I am a product design student looking to design a domestic coffee roaster. I've gained a lot of insight from my initial research however it is still new territory to me. I am a coffee enthusiast myself, however have only ever tried roasting beans in a skillet at home.

I am aiming at designing and prototyping a home roaster which would look to roast enough beans for around 20 - 40 cups of coffee. The techniques of roasting (ie fluid bed or drum) and cooling will depend upon my research and any feedback that I receive.

The key issue I would like your help in understanding is why there seems to be no market leading commercially manufactured roaster at present? Why might the current ones not be sufficient? And why do so many seem to prefer building their own?

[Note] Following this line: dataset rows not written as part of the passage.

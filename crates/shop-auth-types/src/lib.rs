//! Auth types shared across shop services.
//!
//! Provides JWT validation (issuing behind the `issuer` feature) and the
//! `MaybeCaller` bearer-token extractor.

pub mod identity;
pub mod token;
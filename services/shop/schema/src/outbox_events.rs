use sea_orm::entity::prelude::*;

/// Pending notification about an order, e.g. an order confirmation email.
///
/// Inserted in the order's transaction and drained by the mailer. `order_id`
/// is cleared if the order is deleted first; the payload keeps what the
/// message needs.
#[derive(Clone, Debug, PartialEq, DeriveEntityModel)]
#[sea_orm(table_name = "outbox_events")]
pub struct Model {
    #[sea_orm(primary_key, auto_increment = false)]
    pub id: Uuid,
    pub kind: String,
    pub order_id: Option<Uuid>,
    pub payload: Json,
    /// `<kind>:<order_id>`, so an order is confirmed at most once.
    #[sea_orm(unique)]
    pub idempotency_key: String,
    pub attempts: i32,
    pub last_error: Option<String>,
    pub created_at: chrono::DateTime<chrono::Utc>,
    pub next_attempt_at: chrono::DateTime<chrono::Utc>,
    pub processed_at: Option<chrono::DateTime<chrono::Utc>>,
    pub failed_at: Option<chrono::DateTime<chrono::Utc>>,
}

#[derive(Copy, Clone, Debug, EnumIter, DeriveRelation)]
pub enum Relation {
    #[sea_orm(
        belongs_to = "super::orders::Entity",
        from = "Column::OrderId",
        to = "super::orders::Column::OrderId",
        on_delete = "SetNull"
    )]
    Order,
}

impl Related<super::orders::Entity> for Entity {
    fn to() -> RelationDef {
        Relation::Order.def()
    }
}

impl ActiveModelBehavior for ActiveModel {}
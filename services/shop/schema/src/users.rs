use sea_orm::entity::prelude::*;

/// Account that can sign in and place orders.
#[derive(Clone, Debug, PartialEq, Eq, DeriveEntityModel)]
#[sea_orm(table_name = "users")]
pub struct Model {
    #[sea_orm(primary_key)]
    pub id: i32,
    #[sea_orm(unique)]
    pub username: String,
    pub email: String,
    pub first_name: String,
    pub last_name: String,
    /// argon2 PHC string.
    pub password_hash: String,
    pub is_staff: bool,
    pub is_active: bool,
    pub date_joined: chrono::DateTime<chrono::Utc>,
}

#[derive(Copy, Clone, Debug, EnumIter, DeriveRelation)]
pub enum Relation {
    #[sea_orm(has_many = "super::orders::Entity")]
    Orders,
}

impl Related<super::orders::Entity> for Entity {
    fn to() -> RelationDef {
        Relation::Orders.def()
    }
}

impl ActiveModelBehavior for ActiveModel {}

With this in mind I would very much appreciate any experience or advice from avid home roasters such as yourselves.

Thank you

Joe


----------



## DavecUK (Aug 6, 2013)

JoeRus said:


> The key issue I would like your help in understanding is why there seems to be no market leading commercially manufactured roaster at present? Why might the current ones not be sufficient? And why do so many seem to prefer building their own?
> 
> With this in mind I would very much appreciate any experience or advice from avid home roasters such as yourselves.
> 
> ...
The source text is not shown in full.